| Exercise |
Report each line of the records where "written" occurs.

| Provided information |
//! Real-time audio signal graph: a continuous sine tone, a
//! sample-accurate self-rescheduling metronome, and a bounded
//! microphone capture path with on-demand replay.
//!
//! The crate splits into two scheduling domains. The control domain
//! (the CLI surface and the metronome scheduler thread) mutates shared
//! parameters through [`sync::SynchronizedCell`] and sends bounded
//! commands toward the audio thread. The real-time domain (the cpal
//! render and capture callbacks) reads those parameters and produces or
//! consumes samples without blocking, allocating, or erroring across
//! the callback boundary.

pub mod assets;
pub mod capture;
pub mod command;
pub mod graph;
pub mod metronome;
pub mod player;
pub mod sync;
pub mod synth;
//! Inline-image monitoring for a WhatsApp Web conversation.
//!
//! The crate covers everything between a live browser session and the disk:
//! navigating to a conversation by title, scanning the rendered DOM for
//! inline `data:` images, attributing each to a sender, decoding and
//! persisting them, and optionally handing saved files to an upload sink.
//!
//! The browser dependency is behind the [`ImageSource`] trait so the poll
//! loop and persistence layer are testable without a running Chrome.

#![deny(unsafe_code)]

pub mod errors;
pub mod navigate;
pub mod persist;
pub mod poll;
pub mod selectors;
pub mod source;
pub mod upload;

pub use errors::{MonitorError, UploadError};
pub use navigate::open_conversation;
pub use persist::ImagePersister;
pub use poll::Monitor;
pub use source::{CdpImageSource, ImageCandidate, ImageSource};
pub use upload::{HttpUploadSink, NoopUploadSink, UploadSink};
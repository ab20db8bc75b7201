//! # chatgrab-browser
//!
//! Chrome lifecycle and CDP session driving for chatgrab.
//!
//! This crate provides:
//! - Chrome binary discovery (macOS and Linux install paths, `CHROME_PATH`)
//! - A single-page CDP session over `tokio-tungstenite` with a persistent
//!   profile directory, so WhatsApp Web login state survives restarts
//! - The handful of operations the monitor needs: navigate, wait for a
//!   selector, click, type, read text, evaluate JS

#![deny(unsafe_code)]

pub mod chrome;
pub mod error;
pub mod session;

pub use error::BrowserError;
pub use session::{BrowserSession, LaunchOptions};
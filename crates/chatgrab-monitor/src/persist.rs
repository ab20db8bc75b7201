//! Image persistence.
//!
//! Decodes a base64 data URI, validates the bytes decode as an image, and
//! writes them to the storage directory with a timestamp-derived filename.
//! The write only happens after a successful decode, so no partial or
//! invalid file is ever left behind by a bad payload.

use std::path::{Path, PathBuf};

use base64::Engine as _;
use chrono::{DateTime, Local};
use tracing::{info, warn};

use crate::errors::MonitorError;

/// Filename prefix for saved captures.
const FILE_PREFIX: &str = "whatsapp_image_";

/// Decode the payload of an inline image data URI.
///
/// The payload is everything after the first comma. The decoded bytes must
/// parse as a real image; the returned bytes are the decoded payload
/// unchanged, so writing them preserves the source content byte for byte.
pub fn decode_data_uri(data_uri: &str) -> Result<Vec<u8>, MonitorError> {
    if !data_uri.starts_with("data:image") {
        return Err(MonitorError::MalformedDataUri {
            reason: "missing data:image prefix".into(),
        });
    }
    let payload = data_uri
        .split_once(',')
        .ok_or_else(|| MonitorError::MalformedDataUri {
            reason: "no comma separator".into(),
        })?
        .1;

    let bytes = base64::engine::general_purpose::STANDARD.decode(payload)?;

    // Validation only — the original bytes are what gets written.
    let _ = image::load_from_memory(&bytes)?;

    Ok(bytes)
}

/// Writes decoded images into a storage directory.
pub struct ImagePersister {
    storage_dir: PathBuf,
}

impl ImagePersister {
    /// Create a persister, creating the storage directory if absent.
    pub fn new(storage_dir: impl Into<PathBuf>) -> Result<Self, MonitorError> {
        let storage_dir = storage_dir.into();
        std::fs::create_dir_all(&storage_dir)?;
        Ok(Self { storage_dir })
    }

    /// The directory saved images land in.
    pub fn storage_dir(&self) -> &Path {
        &self.storage_dir
    }

    /// Decode a data URI and write it as `whatsapp_image_<YYYYMMDD_HHMMSS>.png`.
    ///
    /// Returns the path written. Two saves within the same wall-clock second
    /// would collide on the timestamp name; the second save logs a warning
    /// and takes a `_<n>` suffix instead of overwriting.
    pub async fn save(&self, data_uri: &str) -> Result<PathBuf, MonitorError> {
        let bytes = decode_data_uri(data_uri)?;
        let path = self.unique_path(Local::now());
        tokio::fs::write(&path, &bytes).await?;
        info!(path = %path.display(), size = bytes.len(), "saved image");
        Ok(path)
    }

    /// Resolve a collision-free path for the given capture time.
    fn unique_path(&self, at: DateTime<Local>) -> PathBuf {
        let stamp = at.format("%Y%m%d_%H%M%S");
        let base = self.storage_dir.join(format!("{FILE_PREFIX}{stamp}.png"));
        if !base.exists() {
            return base;
        }

        // Same-second capture: never overwrite silently.
        warn!(path = %base.display(), "timestamp collision, disambiguating filename");
        for n in 1.. {
            let candidate = self
                .storage_dir
                .join(format!("{FILE_PREFIX}{stamp}_{n}.png"));
            if !candidate.exists() {
                return candidate;
            }
        }
        unreachable!("suffix space exhausted")
    }
}

#[cfg(test)]
mod tests {
    use super::*;

    /// A valid 1x1 RGBA PNG.
    const PNG_1X1_B64: &str = "iVBORw0KGgoAAAANSUhEUgAAAAEAAAABCAYAAAAfFcSJAAAADUlEQVR4nGP4z8DwHwAFAAH/iZk9HQAAAABJRU5ErkJggg==";

    fn png_data_uri() -> String {
        format!("data:image/png;base64,{PNG_1X1_B64}")
    }

    #[test]
    fn decode_round_trips_byte_identical() {
        let bytes = decode_data_uri(&png_data_uri()).unwrap();
        let expected = base64::engine::general_purpose::STANDARD
            .decode(PNG_1X1_B64)
            .unwrap();
        assert_eq!(bytes, expected);
        assert_eq!(&bytes[..8], b"\x89PNG\r\n\x1a\n");
    }

    #[test]
    fn decode_rejects_missing_comma() {
        let err = decode_data_uri("data:image/png;base64").unwrap_err();
        assert!(matches!(err, MonitorError::MalformedDataUri { .. }));
        assert!(err.to_string().contains("no comma separator"));
    }

    #[test]
    fn decode_rejects_non_image_scheme() {
        let err = decode_data_uri("https://example.com/a.png").unwrap_err();
        assert!(matches!(err, MonitorError::MalformedDataUri { .. }));
    }

    #[test]
    fn decode_rejects_bad_base64() {
        let err = decode_data_uri("data:image/png;base64,!!!not-base64!!!").unwrap_err();
        assert!(matches!(err, MonitorError::Base64(_)));
    }

    #[test]
    fn decode_rejects_non_image_payload() {
        let payload = base64::engine::general_purpose::STANDARD.encode(b"just some text");
        let err = decode_data_uri(&format!("data:image/png;base64,{payload}")).unwrap_err();
        assert!(matches!(err, MonitorError::ImageDecode(_)));
    }

    #[test]
    fn new_creates_storage_dir() {
        let dir = tempfile::tempdir().unwrap();
        let storage = dir.path().join("downloaded_images");
        assert!(!storage.exists());
        let persister = ImagePersister::new(&storage).unwrap();
        assert!(storage.is_dir());
        assert_eq!(persister.storage_dir(), storage);
    }

    #[tokio::test]
    async fn save_writes_decodable_png() {
        let dir = tempfile::tempdir().unwrap();
        let persister = ImagePersister::new(dir.path().join("imgs")).unwrap();

        let path = persister.save(&png_data_uri()).await.unwrap();
        assert!(path.exists());
        let name = path.file_name().unwrap().to_string_lossy();
        assert!(name.starts_with(FILE_PREFIX));
        assert!(name.ends_with(".png"));

        let bytes = std::fs::read(&path).unwrap();
        let img = image::load_from_memory(&bytes).unwrap();
        assert_eq!((img.width(), img.height()), (1, 1));
    }

    #[tokio::test]
    async fn save_rejects_malformed_uri_without_writing() {
        let dir = tempfile::tempdir().unwrap();
        let storage = dir.path().join("imgs");
        let persister = ImagePersister::new(&storage).unwrap();

        assert!(persister.save("data:image/png;base64").await.is_err());
        let count = std::fs::read_dir(&storage).unwrap().count();
        assert_eq!(count, 0, "no partial file on decode failure");
    }

    #[tokio::test]
    async fn same_second_saves_never_overwrite() {
        let dir = tempfile::tempdir().unwrap();
        let persister = ImagePersister::new(dir.path().join("imgs")).unwrap();

        let first = persister.save(&png_data_uri()).await.unwrap();
        let second = persister.save(&png_data_uri()).await.unwrap();
        assert_ne!(first, second);
        assert!(first.exists());
        assert!(second.exists());
    }

    #[test]
    fn unique_path_suffixes_on_collision() {
        let dir = tempfile::tempdir().unwrap();
        let persister = ImagePersister::new(dir.path()).unwrap();
        let at = Local::now();

        let base = persister.unique_path(at);
        std::fs::write(&base, b"x").unwrap();
        let next = persister.unique_path(at);
        assert!(next.to_string_lossy().ends_with("_1.png"));

        std::fs::write(&next, b"x").unwrap();
        let third = persister.unique_path(at);
        assert!(third.to_string_lossy().ends_with("_2.png"));
    }

    #[test]
    fn filename_pattern_is_second_resolution() {
        let dir = tempfile::tempdir().unwrap();
        let persister = ImagePersister::new(dir.path()).unwrap();
        let at = Local::now();
        let name = persister
            .unique_path(at)
            .file_name()
            .unwrap()
            .to_string_lossy()
            .to_string();
        // whatsapp_image_YYYYMMDD_HHMMSS.png
        assert_eq!(name.len(), FILE_PREFIX.len() + 8 + 1 + 6 + 4);
    }
}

| Response for this exercise |
    // Validation only — the original bytes are what gets written.
    /// Returns the path written. Two saves within the same wall-clock second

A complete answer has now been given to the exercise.